彼女がいたのは、天井から吊られた牢の中だった。
……どうしてこんなところに牢が……。
「あ、ありましたよ」
私が不思議に思っている間に、深紅さんが牢の中に入り鏡の破片を拾ってきてくれる。
その様子を確認してから、樹月が私の顔を覗き込んだ。
「茨羅、他にも何か聞こえるかい?」
「あ、う、うん。ええっと、こっち」
辺りを見渡しどちらから声が聞こえてきているか確認して再び歩き出す。
今度も私にとっては初めて訪れる場所。
御簾のあるその間に、零華さんはいた。
――私の想いはここで壊します。……私の……かけら……私の……。
零華さんの……想い……。
そうか、この鏡の破片は全部……零華さんの、想いの欠片なんだ。
「あったぞ。ほら」
今度は螢さんが鏡の破片を拾ってくれて。
これで、手元に集まった破片は三枚になった。
「……まだ足りねえな。まあ、どうやらこれは零華が持っていると考えて間違いなさそうだし。茨羅、他は?」
兄に問われて、私はまた辺りを見渡す。
今度は少し遠そうだけど……。
「こっち」
声に誘われるまま歩みを進めてゆき、次に着いた場所は木像のある部屋。
私には木像よりも、たくさんあるこの布を巻き付けた物体の方が気になるんだけど……。
じっと見ていたら寒気がしてきたので、慌てて視線を外した。
――……ずっと……の夢を見ていた……。繰り返し、繰り返し……。でも、もう……夢は見られない。
……零華さん……。
夢に想いを乗せその夢を支えとしていたのに、それなのにその夢すらも奪われてしまい……彼女の悲しみはどれほどだったのだろう……。
「……あったよ。破片」
樹月が拾ってくれたそれを合わせて、鏡の破片はこれで四枚。
そのすべてが零華さんのこころを強く訴えてきているようで……。
「コエ、次はこっちから聞こえる……」
ふらりと、私は歩き出す。
たぶんもう少し。
もう少しで、零華さんの想いが集まるから……。
そう感じながら歩いてゆき、開いた扉の先にあったのは映写室。
その部屋の壁際に掛けられた大きな白い布に映し出されている、白黒の映像。
その前に、零華さんは立っていた。
――私の中……くさんの人……入ってくる。いろんな声……痛み。私を……忘れないで……。

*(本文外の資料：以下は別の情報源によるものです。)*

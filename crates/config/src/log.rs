//! Logging settings.

use std::fmt;
use std::path::PathBuf;
use std::str::FromStr;

use serde::{Deserialize, Serialize};

use crate::error::Problem;

/// Logging level.
///
/// Parsed case-insensitively, displayed uppercase. Default is `Info`.
#[derive(Debug, Clone, Copy, Default, PartialEq, Eq, Hash, Serialize, Deserialize)]
#[serde(rename_all = "lowercase")]
pub enum LogLevel {
    Error,
    Warn,
    #[default]
    Info,
    Debug,
    Trace,
}

impl LogLevel {
    /// Directive understood by an env filter.
    #[must_use]
    pub const fn as_directive(self) -> &'static str {
        match self {
            Self::Error => "error",
            Self::Warn => "warn",
            Self::Info => "info",
            Self::Debug => "debug",
            Self::Trace => "trace",
        }
    }
}

impl fmt::Display for LogLevel {
    fn fmt(&self, f: &mut fmt::Formatter<'_>) -> fmt::Result {
        match self {
            Self::Error => write!(f, "ERROR"),
            Self::Warn => write!(f, "WARN"),
            Self::Info => write!(f, "INFO"),
            Self::Debug => write!(f, "DEBUG"),
            Self::Trace => write!(f, "TRACE"),
        }
    }
}

impl FromStr for LogLevel {
    type Err = Problem;

    fn from_str(s: &str) -> Result<Self, Self::Err> {
        match s.to_uppercase().as_str() {
            "ERROR" => Ok(Self::Error),
            "WARN" => Ok(Self::Warn),
            "INFO" => Ok(Self::Info),
            "DEBUG" => Ok(Self::Debug),
            "TRACE" => Ok(Self::Trace),
            _ => Err(Problem::new(
                "log.level",
                format!("invalid log level '{s}', must be ERROR, WARN, INFO, DEBUG or TRACE"),
            )),
        }
    }
}

/// Log line format.
#[derive(Debug, Clone, Copy, Default, PartialEq, Eq, Hash, Serialize, Deserialize)]
#[serde(rename_all = "lowercase")]
pub enum LogFormat {
    /// Human readable lines (default)
    #[default]
    Text,
    /// One JSON object per event
    Json,
}

impl FromStr for LogFormat {
    type Err = Problem;

    fn from_str(s: &str) -> Result<Self, Self::Err> {
        match s.to_lowercase().as_str() {
            "text" => Ok(Self::Text),
            "json" => Ok(Self::Json),
            _ => Err(Problem::new(
                "log.format",
                format!("invalid log format '{s}', valid formats: text, json"),
            )),
        }
    }
}

impl LogFormat {
    #[must_use]
    pub const fn as_str(self) -> &'static str {
        match self {
            Self::Text => "text",
            Self::Json => "json",
        }
    }
}

/// Validated `[log]` section.
#[derive(Debug, Clone, Default, PartialEq, Eq)]
pub struct LogConfig {
    pub level: LogLevel,
    pub format: LogFormat,
    /// Write logs to this file instead of stderr.
    pub file: Option<PathBuf>,
}

#[cfg(test)]
mod tests {
    use super::*;

    #[test]
    fn test_log_level_from_str_case_insensitive() {
        assert_eq!("error".parse::<LogLevel>().ok(), Some(LogLevel::Error));
        assert_eq!("WaRn".parse::<LogLevel>().ok(), Some(LogLevel::Warn));
        assert_eq!("DEBUG".parse::<LogLevel>().ok(), Some(LogLevel::Debug));
    }

    #[test]
    fn test_log_level_from_str_invalid() {
        let result = "verbose".parse::<LogLevel>();
        assert!(matches!(result, Err(Problem { ref field, .. }) if field == "log.level"));
    }

    #[test]
    fn test_log_level_round_trip() {
        for level in [
            LogLevel::Error,
            LogLevel::Warn,
            LogLevel::Info,
            LogLevel::Debug,
            LogLevel::Trace,
        ] {
            assert_eq!(level.to_string().parse::<LogLevel>().ok(), Some(level));
        }
    }

    #[test]
    fn test_log_level_serde_lowercase() {
        let json = serde_json::to_string(&LogLevel::Debug).ok();
        assert_eq!(json, Some("\"debug\"".to_string()));
    }

    #[test]
    fn test_log_format_parse() {
        assert_eq!("JSON".parse::<LogFormat>().ok(), Some(LogFormat::Json));
        assert!("pretty".parse::<LogFormat>().is_err());
        assert_eq!(LogFormat::default(), LogFormat::Text);
    }
}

零華さんは、ずっとひとりで多くのひとの痛みを背負って生きていたんだ……。
彼女の本当の願いは、要さんとずっと一緒にいることだったのに。
ただ、それだけだったのに……。
「あったわ。……どうやら、これが最後の一枚のようね」
「怜さん……」
鏡の破片は怜さんの言葉通り、今手に入れたものを合わせて一枚の鏡の姿へと戻っていった。
それを確認して、怜さんは私に優しく問う。
「茨羅ちゃん、声はまだ聞こえる?」
「……いいえ」
一度目を閉じ、コエを探すけれど見つからなくて。
私は静かに首を振った。
きっと、零華さんがこの屋敷の中に残した想いは、今のもので全部。
後はきっと……。
彼女自身が、抱え続けている。
破戒を引き起こしてしまう程の想いを全部、彼女はひとりで抱え込んでしまっているのだろう。
それはきっと、すべて……。
要さんへの、想い。
――本当は、ただもう一度逢いたかった。
ふと、そう聞こえたような気がして。
私はもう一度零華さんのいた場所を見つめる。
けれどそこにはもう何もなく、白い布がただ音のない映像を映し続けているだけで。
私は僅かに目を伏せると、先に進むみんなの後を追いかけた。